Miró su reloj y se dijo: «¿Habrá llegado Andrés hasta Golz? Si hay que hacer que salte el puente, quisiera respirar muy despacio, prolongar el paso del tiempo y sentirlo pasar. ¿Crees que habrá llegado Andrés? Y en ese caso, ¿renunciarán a la ofensiva? ¿Están todavía a tiempo de renunciar? ¡Qué va! No te preocupes. Sucederá una u otra cosa. Tú no tienes que decidir nada. Y pronto sabrás lo que tienes que hacer. Imagina que la ofensiva fuera un éxito. Golz dice que puede tener éxito, que hay una posibilidad. Con nuestros tanques viniendo por esa carretera, los hombres llegando por la derecha, avanzando hasta más allá de La Granja, rodeando todo el flanco izquierdo del cerro… ¿Por qué no crees que alguna vez podemos ganar? Hemos estado tanto tiempo a la defensiva, que no eres capaz siquiera de imaginarlo. Claro. Pero eso sucedía antes que todo este material subiese por la carretera. Eso era antes de la llegada de los aviones. No seas tan ingenuo. Pero recuerda que si nosotros aguantamos aquí, los fascistas se verán inmovilizados. No pueden atacar por ninguna otra parte antes de haber acabado con nosotros, y no terminarán nunca con nosotros. Si los franceses nos ayudan, sencillamente, si dejan la frontera abierta, y si recibimos aviones de Norteamérica, no podrán jamás acabar con nosotros. Jamás, si recibimos ayuda, por poca que sea. Esta gente se batirá indefinidamente si está bien armada.
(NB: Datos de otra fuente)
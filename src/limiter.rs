use actix_web::rt::task::JoinHandle;
use actix_web::rt::time::Instant;
use dashmap::DashMap;
use std::sync::Arc;
use std::time::Duration;

pub const DEFAULT_MAX_REQUESTS: u64 = 5;
pub const DEFAULT_WINDOW: Duration = Duration::from_secs(15 * 60);
pub const DEFAULT_SWEEP_INTERVAL_SECONDS: u64 = 60 * 5;

/// Outcome of an admission check.
#[derive(Debug, Clone, PartialEq, Eq)]
pub struct RateLimitStatus {
    /// Whether the request may proceed.
    pub allowed: bool,
    /// Total number of requests that are permitted within one window.
    pub limit: u64,
    /// Number of requests that will be permitted until the window resets.
    pub remaining: u64,
    /// Time at which the current window expires.
    pub reset: Instant,
}

impl RateLimitStatus {
    /// Seconds until the window resets (rounded upwards, so that it is guaranteed to be reset
    /// after waiting for the duration).
    pub fn seconds_until_reset(&self) -> u64 {
        let millis = self
            .reset
            .saturating_duration_since(Instant::now())
            .as_millis() as f64;
        (millis / 1000f64).ceil() as u64
    }
}

struct Entry {
    window_end: Instant,
    count: u64,
}

/// A fixed window rate limiter that tracks per-identifier request counts in a
/// [Dashmap](dashmap::DashMap) in memory.
///
/// All requests for an identifier within `[window_start, window_start + window)` share one
/// counter that resets abruptly at the boundary, so up to `2 * max_requests` requests can be
/// admitted across a boundary in the worst case. A request that arrives with the quota already
/// filled is rejected without being counted.
///
/// Cloning is cheap; clones share the same entry map and sweep task.
#[derive(Clone)]
pub struct RateLimiter {
    entries: Arc<DashMap<String, Entry>>,
    max_requests: u64,
    window: Duration,
    sweep_handle: Option<Arc<JoinHandle<()>>>,
}

impl RateLimiter {
    pub fn builder() -> RateLimiterBuilder {
        RateLimiterBuilder {
            max_requests: DEFAULT_MAX_REQUESTS,
            window: DEFAULT_WINDOW,
            sweep_interval: Some(Duration::from_secs(DEFAULT_SWEEP_INTERVAL_SECONDS)),
        }
    }

    /// Decide admission for one request from `identifier`.
    ///
    /// The first request for an identifier, or the first after its window has expired, starts a
    /// fresh window and is itself counted against it. Expired entries never influence the
    /// decision, whether or not the sweep has removed them yet.
    pub fn check(&self, identifier: &str) -> RateLimitStatus {
        let now = Instant::now();
        let fresh_end = now
            .checked_add(self.window)
            .expect("Window unexpectedly large");
        // Prepared for the no-entry and expired-entry cases; the and_modify closure overwrites
        // it when a live window is found.
        let mut status = RateLimitStatus {
            allowed: true,
            limit: self.max_requests,
            remaining: self.max_requests.saturating_sub(1),
            reset: fresh_end,
        };
        self.entries
            .entry(identifier.to_owned())
            .and_modify(|entry| {
                if entry.window_end > now {
                    if entry.count >= self.max_requests {
                        // Quota filled; the rejected request does not consume further quota.
                        status.allowed = false;
                        status.remaining = 0;
                        status.reset = entry.window_end;
                    } else {
                        entry.count += 1;
                        status.remaining = self.max_requests.saturating_sub(entry.count);
                        status.reset = entry.window_end;
                    }
                } else {
                    // The window has expired; start a fresh one with a count of 1.
                    entry.window_end = fresh_end;
                    entry.count = 1;
                }
            })
            .or_insert_with(|| Entry {
                window_end: fresh_end,
                count: 1,
            });
        status
    }

    /// Forget any tracking state for `identifier`, live or expired. A no-op when none exists.
    pub fn reset(&self, identifier: &str) {
        self.entries.remove(identifier);
    }

    fn sweeper(entries: Arc<DashMap<String, Entry>>, interval: Duration) -> JoinHandle<()> {
        actix_web::rt::spawn(async move {
            loop {
                let now = Instant::now();
                let before = entries.len();
                entries.retain(|_k, entry| entry.window_end > now);
                let removed = before - entries.len();
                if removed > 0 {
                    log::debug!("swept {removed} expired rate limit entries");
                }
                actix_web::rt::time::sleep_until(now + interval).await;
            }
        })
    }
}

impl Drop for RateLimiter {
    fn drop(&mut self) {
        // Abort the sweep task only once the last clone is gone.
        if let Some(handle) = self.sweep_handle.take() {
            if let Ok(handle) = Arc::try_unwrap(handle) {
                handle.abort();
            }
        }
    }
}

pub struct RateLimiterBuilder {
    max_requests: u64,
    window: Duration,
    sweep_interval: Option<Duration>,
}

impl RateLimiterBuilder {
    /// Override the maximum number of requests admitted per window.
    pub fn max_requests(mut self, max_requests: u64) -> Self {
        self.max_requests = max_requests;
        self
    }

    /// Override the window length.
    pub fn window(mut self, window: Duration) -> Self {
        self.window = window;
        self
    }

    /// Override the default sweep interval.
    ///
    /// Set to None to disable the background sweep.
    ///
    /// The sweep periodically scans the entry map, removing expired windows. It only bounds
    /// memory use; admission decisions do not depend on it.
    pub fn sweep_interval(mut self, interval: Option<Duration>) -> Self {
        self.sweep_interval = interval;
        self
    }

    pub fn build(self) -> RateLimiter {
        assert!(self.max_requests > 0, "max_requests must be non-zero");
        assert!(!self.window.is_zero(), "window must be non-zero");
        if let Some(interval) = self.sweep_interval {
            assert!(!interval.is_zero(), "sweep interval must be non-zero");
        }
        let entries = Arc::new(DashMap::<String, Entry>::new());
        let sweep_handle = self
            .sweep_interval
            .map(|interval| Arc::new(RateLimiter::sweeper(entries.clone(), interval)));
        RateLimiter {
            entries,
            max_requests: self.max_requests,
            window: self.window,
            sweep_handle,
        }
    }
}

#[cfg(test)]
mod tests {
    use super::*;

    const MINUTE: Duration = Duration::from_secs(60);

    fn limiter(max_requests: u64, window: Duration) -> RateLimiter {
        RateLimiter::builder()
            .max_requests(max_requests)
            .window(window)
            .sweep_interval(None)
            .build()
    }

    #[actix_web::test]
    async fn test_allow_deny() {
        tokio::time::pause();
        let limiter = limiter(5, 15 * MINUTE);
        for expected_remaining in (0..5).rev() {
            // First 5 should be allowed
            let status = limiter.check("1.2.3.4");
            assert!(status.allowed);
            assert_eq!(status.limit, 5);
            assert_eq!(status.remaining, expected_remaining);
        }
        // Sixth should be denied
        let status = limiter.check("1.2.3.4");
        assert!(!status.allowed);
        assert_eq!(status.remaining, 0);
    }

    #[actix_web::test]
    async fn test_fresh_window_after_expiry() {
        tokio::time::pause();
        let limiter = limiter(5, 15 * MINUTE);
        for _ in 0..5 {
            assert!(limiter.check("1.2.3.4").allowed);
        }
        assert!(!limiter.check("1.2.3.4").allowed);
        // Advance past the reset time; the next call starts a fresh window and counts itself.
        tokio::time::advance(15 * MINUTE).await;
        // We want to be sure the entry is still present, and we are testing the expiry logic.
        assert!(limiter.entries.contains_key("1.2.3.4"));
        let status = limiter.check("1.2.3.4");
        assert!(status.allowed);
        assert_eq!(status.remaining, 4);
        assert_eq!(status.reset, Instant::now() + 15 * MINUTE);
    }

    #[actix_web::test]
    async fn test_denied_requests_not_counted() {
        tokio::time::pause();
        let limiter = limiter(2, MINUTE);
        limiter.check("KEY1");
        let filled = limiter.check("KEY1");
        assert!(filled.allowed);
        for _ in 0..3 {
            let status = limiter.check("KEY1");
            assert!(!status.allowed);
            assert_eq!(status.remaining, 0);
            // Rejections change neither the count nor the reset time.
            assert_eq!(status.reset, filled.reset);
        }
        assert_eq!(limiter.entries.get("KEY1").unwrap().count, 2);
    }

    #[actix_web::test]
    async fn test_reset_forgets_identifier() {
        tokio::time::pause();
        let limiter = limiter(1, MINUTE);
        assert!(limiter.check("KEY1").allowed);
        assert!(!limiter.check("KEY1").allowed);
        limiter.reset("KEY1");
        // Behaves as if the identifier had never been seen
        let status = limiter.check("KEY1");
        assert!(status.allowed);
        assert_eq!(status.remaining, 0);
        // Resetting an unknown identifier is a no-op
        limiter.reset("KEY2");
    }

    #[actix_web::test]
    async fn test_identifiers_are_independent() {
        tokio::time::pause();
        let limiter = limiter(1, MINUTE);
        assert!(limiter.check("KEY1").allowed);
        assert!(limiter.check("KEY2").allowed);
        assert!(!limiter.check("KEY1").allowed);
        assert!(!limiter.check("KEY2").allowed);
    }

    #[actix_web::test]
    async fn test_status_output() {
        tokio::time::pause();
        let limiter = limiter(2, MINUTE);
        let status = limiter.check("KEY1");
        assert!(status.allowed);
        assert_eq!(status.limit, 2);
        assert_eq!(status.remaining, 1);
        assert_eq!(status.reset, Instant::now() + MINUTE);
        let status = limiter.check("KEY1");
        assert!(status.allowed);
        assert_eq!(status.remaining, 0);
        assert_eq!(status.reset, Instant::now() + MINUTE);
        let status = limiter.check("KEY1");
        assert!(!status.allowed);
        assert_eq!(status.remaining, 0);
        assert_eq!(status.reset, Instant::now() + MINUTE);
    }

    #[actix_web::test]
    async fn test_sweep() {
        tokio::time::pause();
        let limiter = RateLimiter::builder()
            .max_requests(1)
            .window(MINUTE)
            .sweep_interval(Some(MINUTE))
            .build();
        // Give the freshly spawned sweep task its first poll now, so its periodic schedule anchors
        // at the current instant (as it would on a live runtime that polls it right after spawn).
        // Under a paused clock the task is otherwise not polled until the first `advance` below,
        // which would shift every subsequent sweep by half a window.
        tokio::task::yield_now().await;
        limiter.check("KEY1");
        tokio::time::advance(MINUTE / 2).await;
        limiter.check("KEY2");
        assert!(limiter.entries.contains_key("KEY1"));
        assert!(limiter.entries.contains_key("KEY2"));
        // Advance past the window boundary so the sweep runs; expired KEY1 should be removed, but
        // KEY2's window is still live. The extra millisecond clears tokio's timer deadline, which
        // is rounded up to the next millisecond, so a bare `MINUTE / 2` would land just short.
        tokio::time::advance(MINUTE / 2 + Duration::from_millis(1)).await;
        // Yield so the timer-woken sweep task is actually polled before we inspect the map;
        // `advance` wakes the task but the executor needs another turn to run it.
        tokio::task::yield_now().await;
        assert!(!limiter.entries.contains_key("KEY1"));
        assert!(limiter.entries.contains_key("KEY2"));
    }

    #[actix_web::test]
    async fn test_seconds_until_reset() {
        tokio::time::pause();
        let status = RateLimitStatus {
            allowed: true,
            limit: 0,
            remaining: 0,
            reset: Instant::now() + MINUTE,
        };
        tokio::time::advance(Duration::from_secs_f64(29.9)).await;
        // Verify rounded upwards from 30.1
        assert_eq!(status.seconds_until_reset(), 31);
    }

    #[test]
    #[should_panic(expected = "max_requests must be non-zero")]
    fn test_zero_max_requests() {
        RateLimiter::builder()
            .max_requests(0)
            .sweep_interval(None)
            .build();
    }

    #[test]
    #[should_panic(expected = "window must be non-zero")]
    fn test_zero_window() {
        RateLimiter::builder()
            .window(Duration::ZERO)
            .sweep_interval(None)
            .build();
    }
}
»No, no se puede esperar aquí una victoria, al menos en muchos años. Este no es más que un ataque para ir aguantando. No debes hacerte ilusiones sobre eso. ¿Y si se consiguiera hoy abrir realmente una brecha? Este es nuestro primer gran ataque. No te ilusiones. Acuérdate de lo que has visto subir por la carretera. Tú has hecho en esto lo que has podido. Pero haría falta tener transmisores portátiles de onda corta. Con el tiempo, los tendremos. Pero no los tenemos todavía. Ahora dedícate a observar todo lo que te corresponda. Hoy no es más que un día como otro cualquiera de los que van a venir. Pero lo que suceda en los días venideros puede que dependa de lo que hagas hoy. Durante este año ha ocurrido así y en el transcurso de esta guerra ha sido así en muchas ocasiones. Vaya, estás muy pomposo esta mañana. Mira lo que viene ahora.»
Vio a dos hombres envueltos en capotes y cubiertos con sus cascos de acero, que doblaban en aquel momento la curva hacia el puente con los fusiles a la espalda. Uno se detuvo en la orilla opuesta del puente y desapareció en la garita del centinela. El otro cruzó el puente a pasos lentos y pesados. Se detuvo para escupir en el río y luego avanzó hacia el extremo del puente más cerca de donde estaba Robert Jordan. Cambió unas palabras con el otro centinela; luego, el centinela a quien relevaba se encaminó hacia el otro extremo del puente. El que acababa de ser relevado iba más de prisa de lo que había ido el otro. «Sin duda, va a tomarse un café», pensó Robert Jordan. Pero tuvo tiempo para detenerse y escupir al torrente.
«¿Será superstición? -pensó Robert Jordan-. Convendría que yo también escupiera al fondo de esa garganta, si soy capaz de escupir en estos momentos. No. No puede ser un remedio muy poderoso. No puede servir de nada. Pero tengo que probar que no sirve antes de irme de aquí.»